Exercise inputs:
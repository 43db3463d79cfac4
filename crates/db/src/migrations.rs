use sqlx::migrate::{MigrateError, Migrator};

use crate::DbPool;

pub static MIGRATOR: Migrator = sqlx::migrate!("../../migrations");

pub async fn run_pending(pool: &DbPool) -> Result<(), MigrateError> {
    MIGRATOR.run(pool).await
}

/// Versions of up-migrations shipped with this build that the database has not recorded.
pub async fn pending_versions(pool: &DbPool) -> Result<Vec<i64>, sqlx::Error> {
    let tracked: i64 = sqlx::query_scalar(
        "SELECT COUNT(*) FROM sqlite_master WHERE type = 'table' AND name = '_sqlx_migrations'",
    )
    .fetch_one(pool)
    .await?;
    let applied: Vec<i64> = if tracked == 0 {
        Vec::new()
    } else {
        sqlx::query_scalar("SELECT version FROM _sqlx_migrations WHERE success = 1")
            .fetch_all(pool)
            .await?
    };

    Ok(MIGRATOR
        .iter()
        .filter(|migration| migration.migration_type.is_up_migration())
        .map(|migration| migration.version)
        .filter(|version| !applied.contains(version))
        .collect())
}
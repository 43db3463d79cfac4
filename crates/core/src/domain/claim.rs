use chrono::NaiveDate;
use rust_decimal::Decimal;
use serde::{Deserialize, Serialize};

use crate::domain::payload::ClaimPayload;
use crate::domain::policy_type::PolicyType;
use crate::errors::DomainError;

/// A prior loss reported against one requested policy.
#[derive(Clone, Debug, PartialEq, Eq, Serialize, Deserialize)]
pub struct Claim {
    pub date: NaiveDate,
    pub amount_paid: Decimal,
    pub amount_reserved: Decimal,
    pub missed_work: bool,
    pub open: bool,
}

impl Claim {
    pub fn from_payload(payload: ClaimPayload) -> Self {
        Self {
            date: payload.date,
            amount_paid: payload.amount_paid,
            amount_reserved: payload.amount_reserved,
            missed_work: payload.missed_work,
            open: payload.open,
        }
    }

    /// `missed_work` is a workers' comp notion and is dropped for other policy types.
    pub fn validate(
        &mut self,
        policy_type: PolicyType,
        founded: NaiveDate,
        today: NaiveDate,
    ) -> Result<(), DomainError> {
        if self.date > today {
            return Err(DomainError::validation(format!(
                "claim date {} cannot be in the future",
                self.date
            )));
        }
        if self.date < founded {
            return Err(DomainError::validation(format!(
                "claim date {} is before the business was founded ({founded})",
                self.date
            )));
        }
        if self.amount_paid.is_sign_negative() || self.amount_reserved.is_sign_negative() {
            return Err(DomainError::validation("claim amounts cannot be negative"));
        }
        if policy_type != PolicyType::Wc {
            self.missed_work = false;
        }
        Ok(())
    }
}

What to do:
Everything from the first line of the material through the line containing "one requested policy." is to be printed exactly; lines after that are to be left out.

Your response:
repository 43db3463d79cfac4
filename crates/db/src/migrations.rs
use sqlx::migrate::{MigrateError, Migrator};

use crate::DbPool;

pub static MIGRATOR: Migrator = sqlx::migrate!("../../migrations");

pub async fn run_pending(pool: &DbPool) -> Result<(), MigrateError> {
    MIGRATOR.run(pool).await
}

/// Versions of up-migrations shipped with this build that the database has not recorded.
pub async fn pending_versions(pool: &DbPool) -> Result<Vec<i64>, sqlx::Error> {
    let tracked: i64 = sqlx::query_scalar(
        "SELECT COUNT(*) FROM sqlite_master WHERE type = 'table' AND name = '_sqlx_migrations'",
    )
    .fetch_one(pool)
    .await?;
    let applied: Vec<i64> = if tracked == 0 {
        Vec::new()
    } else {
        sqlx::query_scalar("SELECT version FROM _sqlx_migrations WHERE success = 1")
            .fetch_all(pool)
            .await?
    };

    Ok(MIGRATOR
        .iter()
        .filter(|migration| migration.migration_type.is_up_migration())
        .map(|migration| migration.version)
        .filter(|version| !applied.contains(version))
        .collect())
}
repository 43db3463d79cfac4
filename crates/core/src/domain/claim.rs
use chrono::NaiveDate;
use rust_decimal::Decimal;
use serde::{Deserialize, Serialize};

use crate::domain::payload::ClaimPayload;
use crate::domain::policy_type::PolicyType;
use crate::errors::DomainError;

/// A prior loss reported against one requested policy.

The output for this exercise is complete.